Frequently Asked Questions

How do I install the supervision library to access these video utilities?

Install via pip: pip install supervision. The video pipeline requires OpenCV as a dependency, which is installed automatically. Ensure you have version 0.18.0 or later to access the threaded process_video API and FPSMonitor class.

Can I use FPSMonitor outside of process_video?

Yes. FPSMonitor is decoupled from the video pipeline. You can instantiate it in any loop where you need throughput metrics—such as benchmarking batch inference on static images—by calling tick() once per iteration and reading the fps property.

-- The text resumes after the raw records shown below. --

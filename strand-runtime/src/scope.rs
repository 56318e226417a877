//! Scopes and Finalization
//!
//! A [`Scope`] owns the finalizers of resources acquired during its lifetime
//! and releases them, exactly once and in reverse order, when it is closed.
//!
//! # Design
//!
//! Every fiber has its own scope, closed with the fiber's exit during
//! wind-down. [`Effect::scoped`](crate::Effect::scoped) runs an effect in a
//! fresh scope, provided as a service so that nested `acquire_release` calls
//! register against it.
//!
//! # Components
//!
//! - `Scope::add_finalizer`: register cleanup; on a closed scope it runs at once
//! - `Scope::close`: run finalizers most-recently-added first, idempotent
//! - `Scope::fork`: a child scope closed no later than its parent
//! - `Scope::extend_into`: hand the finalizers over to a longer-lived scope
//!
//! # Example
//!
//! ```rust,ignore
//! use strand_runtime::Effect;
//!
//! let program = Effect::scoped(
//!     Effect::<()>::add_finalizer(|_| Effect::log("released second"))
//!         .zip_right(Effect::add_finalizer(|_| Effect::log("released first"))),
//! );
//! ```

use std::convert::Infallible;
use std::fmt;
use std::sync::atomic::{AtomicU64, Ordering};
use std::sync::Arc;

use parking_lot::Mutex;

use crate::cause::Cause;
use crate::effect::Effect;
use crate::exit::Exit;
use crate::value::ErasedExit;

/// Counter for generating unique scope IDs.
static SCOPE_ID_COUNTER: AtomicU64 = AtomicU64::new(1);

/// Cleanup registered on a scope, called with the scope's exit.
pub type Finalizer = Arc<dyn Fn(&ErasedExit) -> Effect<()> + Send + Sync>;

enum ScopeState {
    /// Accepting finalizers, in registration order.
    Open(Vec<Finalizer>),
    /// Finalizers were handed over to another scope.
    Extended(Scope),
    /// Closed with an exit.
    Closed(ErasedExit),
}

struct ScopeInner {
    id: u64,
    state: Mutex<ScopeState>,
}

/// A lifetime owning finalizers.
#[derive(Clone)]
pub struct Scope {
    inner: Arc<ScopeInner>,
}

impl Scope {
    /// Create an open scope.
    pub fn new() -> Self {
        Self {
            inner: Arc::new(ScopeInner {
                id: SCOPE_ID_COUNTER.fetch_add(1, Ordering::Relaxed),
                state: Mutex::new(ScopeState::Open(Vec::new())),
            }),
        }
    }

    /// Get the scope ID.
    pub fn id(&self) -> u64 {
        self.inner.id
    }

    /// Check if the scope was closed.
    pub fn is_closed(&self) -> bool {
        matches!(*self.inner.state.lock(), ScopeState::Closed(_))
    }

    /// Number of finalizers waiting to run.
    pub fn pending_finalizers(&self) -> usize {
        match &*self.inner.state.lock() {
            ScopeState::Open(finalizers) => finalizers.len(),
            ScopeState::Extended(_) | ScopeState::Closed(_) => 0,
        }
    }

    /// Register a finalizer, or hand it back with the exit if the scope is
    /// already closed.
    fn register(&self, finalizer: Finalizer) -> Result<(), (Finalizer, ErasedExit)> {
        let target = {
            let mut state = self.inner.state.lock();
            match &mut *state {
                ScopeState::Open(finalizers) => {
                    finalizers.push(finalizer);
                    return Ok(());
                }
                ScopeState::Closed(exit) => return Err((finalizer, exit.clone())),
                ScopeState::Extended(target) => target.clone(),
            }
        };
        target.register(finalizer)
    }

    /// Register `finalizer` to run when the scope closes. If the scope is
    /// already closed it runs immediately with the scope's exit.
    pub fn add_finalizer<F>(&self, finalizer: F) -> Effect<()>
    where
        F: Fn(&ErasedExit) -> Effect<()> + Send + Sync + 'static,
    {
        let scope = self.clone();
        let finalizer: Finalizer = Arc::new(finalizer);
        Effect::suspend(move || match scope.register(finalizer.clone()) {
            Ok(()) => Effect::unit(),
            Err((finalizer, exit)) => finalizer(&exit),
        })
    }

    /// Close the scope with `exit`, running its finalizers most recently
    /// added first. Closing again does nothing.
    ///
    /// Every finalizer runs even if an earlier one fails; the failures are
    /// combined sequentially into the resulting cause. The close itself is
    /// uninterruptible.
    pub fn close(&self, exit: ErasedExit) -> Effect<()> {
        let scope = self.clone();
        Effect::suspend(move || {
            let finalizers = {
                let mut state = scope.inner.state.lock();
                match std::mem::replace(&mut *state, ScopeState::Closed(exit.clone())) {
                    ScopeState::Open(finalizers) => finalizers,
                    previous @ (ScopeState::Closed(_) | ScopeState::Extended(_)) => {
                        *state = previous;
                        return Effect::unit();
                    }
                }
            };
            tracing::trace!(scope = scope.id(), finalizers = finalizers.len(), "closing scope");
            run_finalizers(finalizers, exit.clone())
        })
        .uninterruptible()
    }

    /// Create a child scope that is closed when this one closes, if it was
    /// not closed before.
    pub fn fork(&self) -> Effect<Scope> {
        let parent = self.clone();
        Effect::suspend(move || {
            let child = Scope::new();
            let closing = child.clone();
            parent
                .add_finalizer(move |exit| closing.close(exit.clone()))
                .map(move |_| child.clone())
        })
    }

    /// Move this scope's finalizers into `parent`, so they run when `parent`
    /// closes instead. Finalizers added later go to `parent` as well.
    pub fn extend_into(&self, parent: &Scope) -> Effect<()> {
        let scope = self.clone();
        let parent = parent.clone();
        Effect::suspend(move || {
            let moved = {
                let mut state = scope.inner.state.lock();
                match &mut *state {
                    ScopeState::Open(finalizers) => {
                        let moved = std::mem::take(finalizers);
                        *state = ScopeState::Extended(parent.clone());
                        moved
                    }
                    ScopeState::Extended(_) | ScopeState::Closed(_) => return Effect::unit(),
                }
            };
            moved.into_iter().fold(Effect::unit(), |acc, finalizer| {
                acc.zip_right(parent.add_finalizer(move |exit| finalizer(exit)))
            })
        })
    }
}

impl Default for Scope {
    fn default() -> Self {
        Self::new()
    }
}

impl PartialEq for Scope {
    fn eq(&self, other: &Self) -> bool {
        Arc::ptr_eq(&self.inner, &other.inner)
    }
}

impl fmt::Debug for Scope {
    fn fmt(&self, f: &mut fmt::Formatter<'_>) -> fmt::Result {
        let state = match &*self.inner.state.lock() {
            ScopeState::Open(_) => "open",
            ScopeState::Extended(_) => "extended",
            ScopeState::Closed(_) => "closed",
        };
        f.debug_struct("Scope")
            .field("id", &self.inner.id)
            .field("state", &state)
            .finish()
    }
}

/// Run `finalizers` in reverse, folding their failures into one cause.
fn run_finalizers(finalizers: Vec<Finalizer>, exit: ErasedExit) -> Effect<()> {
    let all: Effect<Cause<Infallible>> = finalizers.into_iter().rev().fold(
        Effect::succeed(Cause::Empty),
        |acc, finalizer| {
            let exit = exit.clone();
            acc.flat_map(move |cause| {
                let finalizer = finalizer.clone();
                let exit = exit.clone();
                Effect::suspend(move || finalizer(&exit))
                    .exit()
                    .map(move |result| match result {
                        Exit::Success(()) => cause.clone(),
                        Exit::Failure(failure) => cause.clone().then(failure),
                    })
            })
        },
    );
    all.flat_map(|cause| {
        if cause.is_empty() {
            Effect::unit()
        } else {
            Effect::fail_cause(cause)
        }
    })
}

Why is my FPS lower than the source video's native frame rate?

The FPSMonitor measures processing latency, not playback speed. If your callback runs a heavy model (e.g., YOLOv8), the bottleneck is compute time, not I/O. To improve throughput, use a GPU-accelerated model, reduce input resolution, or increase stride in get_video_frames_generator to skip frames.

Is the process_video callback thread-safe?

The callback executes on the main thread, so you do not need thread-safe models inside it. However, avoid blocking operations (like synchronous HTTP requests) inside the callback, as they stall the entire pipeline and can cause the bounded queues to fill, triggering back-pressure on the reader thread.